-- PROVIDED DATA follows --
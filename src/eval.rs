use indexmap::IndexMap;

use crate::ast::*;
use crate::error::{CompileError, ErrorKind, Result};
use crate::lexer::Span;
use crate::scope::{ScopeId, ScopeTree};
use crate::value::Value;

/// Evaluates expressions against one frame of a [`ScopeTree`].
pub struct Evaluator<'s> {
    source: &'s str,
    scopes: &'s mut ScopeTree,
    scope: ScopeId,
}

impl<'s> Evaluator<'s> {
    pub fn new(source: &'s str, scopes: &'s mut ScopeTree, scope: ScopeId) -> Self {
        Self {
            source,
            scopes,
            scope,
        }
    }

    /// Source text of an expression, used to name it in errors.
    fn snippet(&self, span: Span) -> String {
        self.source
            .get(span.start..span.end)
            .unwrap_or_default()
            .trim()
            .to_string()
    }

    pub fn eval(&mut self, expr: &Expr) -> Result<Value> {
        let fail = |kind| CompileError::new(kind, expr.span);
        match &expr.kind {
            ExprKind::Literal(literal) => Ok(match literal {
                Literal::Null => Value::Null,
                Literal::Bool(b) => Value::Bool(*b),
                Literal::Number(n) => Value::Number(*n),
                Literal::String(s) => Value::String(s.clone()),
            }),
            ExprKind::Identifier(name) => self
                .scopes
                .lookup(self.scope, name)
                .cloned()
                .ok_or_else(|| fail(ErrorKind::VariableNotDeclared(name.clone()))),
            ExprKind::Member { .. } | ExprKind::Call { .. } => {
                Ok(self.eval_chain(expr)?.unwrap_or_default())
            }
            ExprKind::Array(elements) => Ok(Value::Array(self.eval_elements(elements)?)),
            ExprKind::Object(entries) => self.eval_object(entries),
            ExprKind::Unary { op, operand } => {
                if *op == UnaryOp::BitNot {
                    return Err(fail(ErrorKind::UnsupportedOperator("~".to_string())));
                }
                let value = self.eval(operand)?;
                Ok(match op {
                    UnaryOp::Not => Value::Bool(!value.is_truthy()),
                    UnaryOp::Neg => Value::Number(-value.to_number()),
                    UnaryOp::Plus => Value::Number(value.to_number()),
                    UnaryOp::TypeOf => Value::String(value.type_of().to_string()),
                    UnaryOp::BitNot => Value::Null,
                })
            }
            ExprKind::Binary { op, left, right } => match op {
                BinaryOp::And => {
                    let left = self.eval(left)?;
                    if left.is_truthy() {
                        self.eval(right)
                    } else {
                        Ok(left)
                    }
                }
                BinaryOp::Or => {
                    let left = self.eval(left)?;
                    if left.is_truthy() {
                        Ok(left)
                    } else {
                        self.eval(right)
                    }
                }
                BinaryOp::Nullish => {
                    let left = self.eval(left)?;
                    if left.is_nullish() {
                        self.eval(right)
                    } else {
                        Ok(left)
                    }
                }
                BinaryOp::BitAnd
                | BinaryOp::BitOr
                | BinaryOp::BitXor
                | BinaryOp::Shl
                | BinaryOp::Shr
                | BinaryOp::UShr
                | BinaryOp::In
                | BinaryOp::InstanceOf => {
                    Err(fail(ErrorKind::UnsupportedOperator(op.as_str().to_string())))
                }
                _ => {
                    let left = self.eval(left)?;
                    let right = self.eval(right)?;
                    Ok(apply_binary(*op, &left, &right))
                }
            },
            ExprKind::Conditional {
                test,
                consequent,
                alternate,
            } => {
                if self.eval(test)?.is_truthy() {
                    self.eval(consequent)
                } else {
                    self.eval(alternate)
                }
            }
            ExprKind::Assignment { target, op, value } => {
                let (name, keys) = self.target_path(target)?;
                let value = self.eval(value)?;
                let op = *op;
                self.write(&name, &keys, expr.span, op == AssignOp::Assign, |current| {
                    let updated = match (op, current) {
                        (AssignOp::Assign, _) => value,
                        (AssignOp::Add, Some(current)) => apply_binary(BinaryOp::Add, current, &value),
                        (_, Some(Value::Number(current))) => {
                            let op = match op {
                                AssignOp::Sub => BinaryOp::Sub,
                                AssignOp::Mul => BinaryOp::Mul,
                                AssignOp::Div => BinaryOp::Div,
                                _ => BinaryOp::Rem,
                            };
                            apply_binary(op, &Value::Number(*current), &value)
                        }
                        (_, current) => {
                            return Err(ErrorKind::InvalidUpdate {
                                operation: op.as_str().to_string(),
                                value_type: type_name(current).to_string(),
                            })
                        }
                    };
                    Ok((updated.clone(), updated))
                })
            }
            ExprKind::Update { target, op, prefix } => {
                let (name, keys) = self.target_path(target)?;
                let (op, prefix) = (*op, *prefix);
                self.write(&name, &keys, expr.span, false, |current| {
                    let Some(Value::Number(old)) = current else {
                        return Err(ErrorKind::InvalidUpdate {
                            operation: op.as_str().to_string(),
                            value_type: type_name(current).to_string(),
                        });
                    };
                    let new = match op {
                        UpdateOp::Increment => old + 1.0,
                        UpdateOp::Decrement => old - 1.0,
                    };
                    let result = if prefix { new } else { *old };
                    Ok((Value::Number(new), Value::Number(result)))
                })
            }
        }
    }

    /// Member and call chains. `None` means an optional link met a nullish
    /// value, which skips the rest of the chain.
    fn eval_chain(&mut self, expr: &Expr) -> Result<Option<Value>> {
        let fail = |kind| CompileError::new(kind, expr.span);
        match &expr.kind {
            ExprKind::Member {
                object,
                property,
                optional,
            } => {
                let Some(target) = self.eval_chain(object)? else {
                    return Ok(None);
                };
                if *optional && target.is_nullish() {
                    return Ok(None);
                }
                let key = self.property_key(property)?;
                match get_property(&target, &key) {
                    Some(value) => Ok(Some(value)),
                    None if *optional => Ok(Some(Value::Null)),
                    None => Err(fail(ErrorKind::PropertyNotExists(key.render()))),
                }
            }
            ExprKind::Call { callee, args } => {
                let Some(function) = self.eval_chain(callee)? else {
                    return Ok(None);
                };
                let args = self.eval_elements(args)?;
                match function {
                    Value::Function(function) => {
                        tracing::trace!(callee = %self.snippet(callee.span), "calling host function");
                        function
                            .call(&args)
                            .map(Some)
                            .map_err(|err| fail(ErrorKind::FunctionCallError(err)))
                    }
                    other => Err(fail(ErrorKind::NotAFunction(other.type_name().to_string()))),
                }
            }
            _ => self.eval(expr).map(Some),
        }
    }

    fn property_key(&mut self, property: &Property) -> Result<Value> {
        match property {
            Property::Named(name) => Ok(Value::String(name.clone())),
            Property::Computed(expr) => self.eval(expr),
        }
    }

    fn eval_elements(&mut self, elements: &[Element]) -> Result<Vec<Value>> {
        let mut values = Vec::with_capacity(elements.len());
        for element in elements {
            let value = self.eval(&element.expr)?;
            if !element.spread {
                values.push(value);
                continue;
            }
            match value {
                Value::Array(items) => values.extend(items),
                Value::String(s) => values.extend(s.chars().map(|c| Value::String(c.to_string()))),
                _ => {
                    return Err(CompileError::new(
                        ErrorKind::InvalidSpreadInArray(self.snippet(element.expr.span)),
                        element.expr.span,
                    ))
                }
            }
        }
        Ok(values)
    }

    fn eval_object(&mut self, entries: &[ObjectEntry]) -> Result<Value> {
        let mut map = IndexMap::new();
        for entry in entries {
            match entry {
                ObjectEntry::Property { key, value } => {
                    let key = match key {
                        ObjectKey::Named(name) => name.clone(),
                        ObjectKey::Computed(expr) => match self.eval(expr)? {
                            key @ (Value::String(_) | Value::Number(_)) => key.render(),
                            _ => return Err(CompileError::new(ErrorKind::InvalidObjectKey, expr.span)),
                        },
                    };
                    let value = self.eval(value)?;
                    map.insert(key, value);
                }
                ObjectEntry::Spread(expr) => match self.eval(expr)? {
                    Value::Object(other) => map.extend(other),
                    _ => {
                        return Err(CompileError::new(
                            ErrorKind::InvalidSpreadInObject(self.snippet(expr.span)),
                            expr.span,
                        ))
                    }
                },
            }
        }
        Ok(Value::Object(map))
    }

    /// Splits an assignment target into its root variable and the keys
    /// leading from it.
    fn target_path(&mut self, target: &Expr) -> Result<(String, Vec<Value>)> {
        match &target.kind {
            ExprKind::Identifier(name) => Ok((name.clone(), Vec::new())),
            ExprKind::Member {
                object,
                property,
                optional: false,
            } => {
                let (name, mut keys) = self.target_path(object)?;
                keys.push(self.property_key(property)?);
                Ok((name, keys))
            }
            _ => Err(CompileError::new(ErrorKind::InvalidAssignment, target.span)),
        }
    }

    /// Applies `update` to the slot at `name.keys...`. The closure receives
    /// the current value (absent for a new binding or property) and returns
    /// the value to store plus the value of the whole expression.
    fn write<F>(&mut self, name: &str, keys: &[Value], span: Span, declare: bool, update: F) -> Result<Value>
    where
        F: FnOnce(Option<&Value>) -> std::result::Result<(Value, Value), ErrorKind>,
    {
        let fail = |kind| CompileError::new(kind, span);
        let Some(slot) = self.scopes.lookup_mut(self.scope, name) else {
            if declare && keys.is_empty() {
                let (stored, result) = update(None).map_err(fail)?;
                self.scopes.set_local(self.scope, name, stored);
                return Ok(result);
            }
            return Err(fail(ErrorKind::VariableNotDeclared(name.to_string())));
        };

        let Some((last, parents)) = keys.split_last() else {
            let (stored, result) = update(Some(&*slot)).map_err(fail)?;
            *slot = stored;
            return Ok(result);
        };

        let mut container = slot;
        for key in parents {
            container = match child_mut(container, key) {
                Some(child) => child,
                None => return Err(fail(ErrorKind::PropertyNotExists(key.render()))),
            };
        }

        match container {
            Value::Object(map) => {
                let key = last.render();
                let (stored, result) = update(map.get(&key)).map_err(fail)?;
                map.insert(key, stored);
                Ok(result)
            }
            Value::Array(items) => {
                // Writes may replace an element or append one, never leave holes.
                let Some(index) = array_index(last).filter(|index| *index <= items.len()) else {
                    return Err(fail(ErrorKind::InvalidAssignment));
                };
                let (stored, result) = update(items.get(index)).map_err(fail)?;
                match items.get_mut(index) {
                    Some(slot) => *slot = stored,
                    None => items.push(stored),
                }
                Ok(result)
            }
            _ => Err(fail(ErrorKind::InvalidAssignment)),
        }
    }
}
-- PROVIDED DATA concluded --
◆ **TO DO**:
Determine how many lines of the listing above hold the word "container". Report that number without anything else.

◆ **ANSWER TO THE PROBLEM**:
3